The gorgeous black model Liya Kebede, has joined Elizabeth Hurley and Carolyn Murphy on the books of Estée Lauder. As well as appearing on the covers of French and Italian Vogue, Kebede has modelled for Marc Jacobs, Gucci and Yves Saint Laurent.
It can only ever be a good thing when a cosmetics giant such as Estée Lauder signs up a black model, but it does beg the question: isn't it about time? Estée Lauder has been around for more than 50 years, and it has only just got around to signing a black model. Next you'll be telling me most of the other cosmetics companies have yet to sign a black model, or to use one to front a major advertising campaign.
Oh, hang on. Most such companies are still under the misapprehension that black models alienate the white client base, rather than bring a company into the 21st century. Well, it may have taken Estée Lauder a while, but at least it got there in the end.

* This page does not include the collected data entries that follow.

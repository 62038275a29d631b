//! Delayed removal of the deployment's on-disk footprint.
//!
//! Once the stack is running the downloaded binaries, the proxy
//! configuration, and the tunnel log are no longer needed on disk. The
//! janitor deletes them after a grace period and then verifies that nothing
//! from the footprint remains. Subscription files and agent or tunnel
//! configuration are left in place.

use std::time::Duration;

use thiserror::Error;
use tokio::time::sleep;
use tokio_util::sync::CancellationToken;
use tracing::{debug, info};

use crate::provision::BinaryRole;
use crate::workdir::{WorkDir, WorkDirError, files};

/// Grace period before the footprint is removed.
pub const DEFAULT_CLEANUP_DELAY: Duration = Duration::from_secs(90);

/// Summary of janitor work.
#[derive(Clone, Debug, Default, Eq, PartialEq)]
pub struct SweepSummary {
    /// Files deleted during the sweep, in footprint order.
    pub removed: Vec<String>,
    /// Footprint entries that were already absent.
    pub missing: usize,
}

impl SweepSummary {
    /// Number of files deleted.
    #[must_use]
    pub fn removed_count(&self) -> usize {
        self.removed.len()
    }
}

/// Errors returned by the janitor.
#[derive(Debug, Error)]
pub enum JanitorError {
    /// A file could not be removed.
    #[error(transparent)]
    Remove(#[from] WorkDirError),
    /// Files remain after the sweep.
    #[error("files remain after janitor sweep: {}", remaining.join(", "))]
    NotClean {
        /// Names still present.
        remaining: Vec<String>,
    },
    /// Shutdown was requested before the grace period elapsed.
    #[error("janitor sweep cancelled")]
    Cancelled,
}

/// Removes the deployment footprint from a working directory.
#[derive(Debug)]
pub struct Janitor<'a> {
    workdir: &'a WorkDir,
}

impl<'a> Janitor<'a> {
    /// Creates a janitor for `workdir`.
    #[must_use]
    pub const fn new(workdir: &'a WorkDir) -> Self {
        Self { workdir }
    }

    /// Names the sweep deletes.
    #[must_use]
    pub fn targets() -> Vec<&'static str> {
        [files::TUNNEL_LOG, files::PROXY_CONFIG]
            .into_iter()
            .chain(BinaryRole::ALL.iter().map(|role| role.file_name()))
            .collect()
    }

    /// Deletes every footprint file, then verifies none remain.
    ///
    /// # Errors
    ///
    /// Returns [`JanitorError::Remove`] when a deletion fails and
    /// [`JanitorError::NotClean`] when a target is still present afterwards.
    pub fn sweep(&self) -> Result<SweepSummary, JanitorError> {
        let mut summary = SweepSummary::default();
        for name in Self::targets() {
            if self.workdir.remove(name)? {
                debug!(%name, "removed");
                summary.removed.push(name.to_owned());
            } else {
                summary.missing += 1;
            }
        }

        let remaining: Vec<String> = Self::targets()
            .into_iter()
            .filter(|name| self.workdir.exists(name))
            .map(str::to_owned)
            .collect();
        if !remaining.is_empty() {
            return Err(JanitorError::NotClean { remaining });
        }

        info!(
            removed = summary.removed_count(),
            missing = summary.missing,
            workdir = %self.workdir.path(),
            "janitor sweep complete"
        );
        Ok(summary)
    }

    /// Waits `delay`, then sweeps.
    ///
    /// # Errors
    ///
    /// Returns [`JanitorError::Cancelled`] when `cancel` fires first, or any
    /// error from [`Self::sweep`].
    pub async fn sweep_after(
        &self,
        delay: Duration,
        cancel: &CancellationToken,
    ) -> Result<SweepSummary, JanitorError> {
        debug!(delay_secs = delay.as_secs(), "janitor scheduled");
        tokio::select! {
            biased;
            () = cancel.cancelled() => Err(JanitorError::Cancelled),
            () = sleep(delay) => self.sweep(),
        }
    }
}
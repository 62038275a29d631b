//! Working-directory janitor for edgeboot.
//!
//! This binary deletes the tunnel log, the proxy configuration, and the
//! downloaded binaries from a deployment's working directory, then verifies
//! none of them remain.

use std::io::Write as _;
use std::time::Duration;

use camino::Utf8PathBuf;
use clap::Parser;
use edgeboot::config::DEFAULT_WORKDIR;
use edgeboot::janitor::Janitor;
use edgeboot::workdir::WorkDir;
use tokio_util::sync::CancellationToken;

#[derive(Debug, Parser)]
#[command(
    name = "edgeboot-janitor",
    about = "Remove the on-disk footprint of an edgeboot deployment"
)]
struct Cli {
    /// Working directory of the deployment.
    #[arg(long, env = "FILE_PATH", default_value = DEFAULT_WORKDIR)]
    workdir: Utf8PathBuf,
    /// Seconds to wait before sweeping.
    #[arg(long, default_value_t = 0)]
    delay: u64,
}

#[tokio::main]
async fn main() -> Result<(), String> {
    let cli = Cli::parse();
    let workdir = WorkDir::open(&cli.workdir).map_err(|err| err.to_string())?;
    let summary = Janitor::new(&workdir)
        .sweep_after(Duration::from_secs(cli.delay), &CancellationToken::new())
        .await
        .map_err(|err| err.to_string())?;
    writeln!(
        std::io::stdout(),
        "janitor sweep complete: removed={}, already_absent={}",
        summary.removed_count(),
        summary.missing
    )
    .map_err(|err| err.to_string())?;
    Ok(())
}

The interesting thing now will be to see not just how extensively Kebede is used, but whether the company will improve its range to include more products suitable for black skin - frankly, it's not the first line I think of when it comes to make-up. A quick call to Estée Lauder Towers and it sounds promising. First comes the predictable party line - "Estée Lauder foundations offer a broad range of shades, textures and formulas to address the multicultural landscape of skin tones across the globe" - from Anne Carullo, senior vice-president, global product innovation. Then comes the welcome news that the company has spent the past couple of years "rebalancing the entire colour collection, diluting the blueness out of shades and making them less pink. Most recently, Estée Lauder introduced new colours to the So Ingenious range, which features more golden tones with deeper hues in shade levels 3, 4, 5 and 6."
If the signing of Kebede is supposed to make me see Estée Lauder in a new light, it has certainly worked. So that's one down, ooh, at least a hundred to go.